Indian attorney and judge

Lakshmy Ramakrishnan (born 29 December 1965) is an Indian actress and director who predominantly works in Tamil and Malayalam films. She made her debut in the Malayalam film Chakkara Muthu (2006), and has since appeared primarily in supporting roles in Tamil films.

== Personal life ==

Lakshmy was born and raised in a Tamil Brahmin family in Palakkad, Kerala.

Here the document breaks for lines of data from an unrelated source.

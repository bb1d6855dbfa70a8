//! In-process event bus
//!
//! Publishes attribute lifecycle events (`created`, `updated`, `deleted`)
//! and cache events (`cache_updated`, `cache_cleaned`, `fetch_failed`) to any
//! number of observers over `tokio::sync::broadcast` channels.
//!
//! Publishing is fire-and-forget: a send with no subscribers is not an
//! error, and a subscriber that falls behind by more than the channel
//! capacity observes `RecvError::Lagged` and skips ahead.

use serde::Serialize;
use tokio::sync::broadcast;
use tracing::trace;

use crate::domain::descriptor::RemoteDescriptor;
use crate::domain::newtypes::NodeId;
use crate::domain::query::Query;

/// Default capacity of each broadcast channel
pub const DEFAULT_EVENT_CAPACITY: usize = 1024;

/// Attribute lifecycle events emitted by the attributes service
#[derive(Debug, Clone, PartialEq, Eq, Serialize)]
#[serde(tag = "event", rename_all = "snake_case")]
pub enum AttributesEvent {
    Created {
        handle: NodeId,
        descriptor: RemoteDescriptor,
    },
    Updated {
        handle: NodeId,
        old: RemoteDescriptor,
        new: RemoteDescriptor,
    },
    Deleted {
        handle: NodeId,
        descriptor: RemoteDescriptor,
    },
}

impl AttributesEvent {
    pub fn handle(&self) -> NodeId {
        match self {
            AttributesEvent::Created { handle, .. }
            | AttributesEvent::Updated { handle, .. }
            | AttributesEvent::Deleted { handle, .. } => *handle,
        }
    }
}

/// Cache events emitted by the fetch provider
#[derive(Debug, Clone, PartialEq, Eq, Serialize)]
#[serde(tag = "event", rename_all = "snake_case")]
pub enum CacheEvent {
    /// The handle set of `query` changed (empty after a failed reload)
    CacheUpdated { query: Query, handles: Vec<NodeId> },
    /// The cache entry of `query` was dropped
    CacheCleaned { query: Query },
    /// A reload of `query` failed
    FetchFailed { query: Query, message: String },
}

/// Broadcast hub shared by the attributes service and fetch providers
#[derive(Debug, Clone)]
pub struct EventBus {
    attributes: broadcast::Sender<AttributesEvent>,
    cache: broadcast::Sender<CacheEvent>,
}

impl EventBus {
    pub fn new() -> Self {
        Self::with_capacity(DEFAULT_EVENT_CAPACITY)
    }

    pub fn with_capacity(capacity: usize) -> Self {
        let (attributes, _) = broadcast::channel(capacity);
        let (cache, _) = broadcast::channel(capacity);
        Self { attributes, cache }
    }

    pub fn subscribe_attributes(&self) -> broadcast::Receiver<AttributesEvent> {
        self.attributes.subscribe()
    }

    pub fn subscribe_cache(&self) -> broadcast::Receiver<CacheEvent> {
        self.cache.subscribe()
    }

    pub fn publish_attributes(&self, event: AttributesEvent) {
        if self.attributes.send(event).is_err() {
            trace!("No attribute event subscribers");
        }
    }

    pub fn publish_cache(&self, event: CacheEvent) {
        if self.cache.send(event).is_err() {
            trace!("No cache event subscribers");
        }
    }
}

impl Default for EventBus {
    fn default() -> Self {
        Self::new()
    }
}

She got engaged at the age of 16 and got married when she was 18 years old.

==Career==
Ramakrishnan ran an event management business in Muscat, Oman from 1992 to 2001, before returning to India and acting and directing films. Director A. K. Lohithadas offered her a supporting role in his next film. Karu Pazhaniappan's Pirivom Santhippom (2008) in which she played the character of Sneha's mother was her first Tamil film, following which she played supporting roles in numerous films. She portrayed an angry mother who wants to avenge her daughter's death in Mysskin's Yuddham Sei (2011). She also tonsured her head for the "once-in-a-lifetime role".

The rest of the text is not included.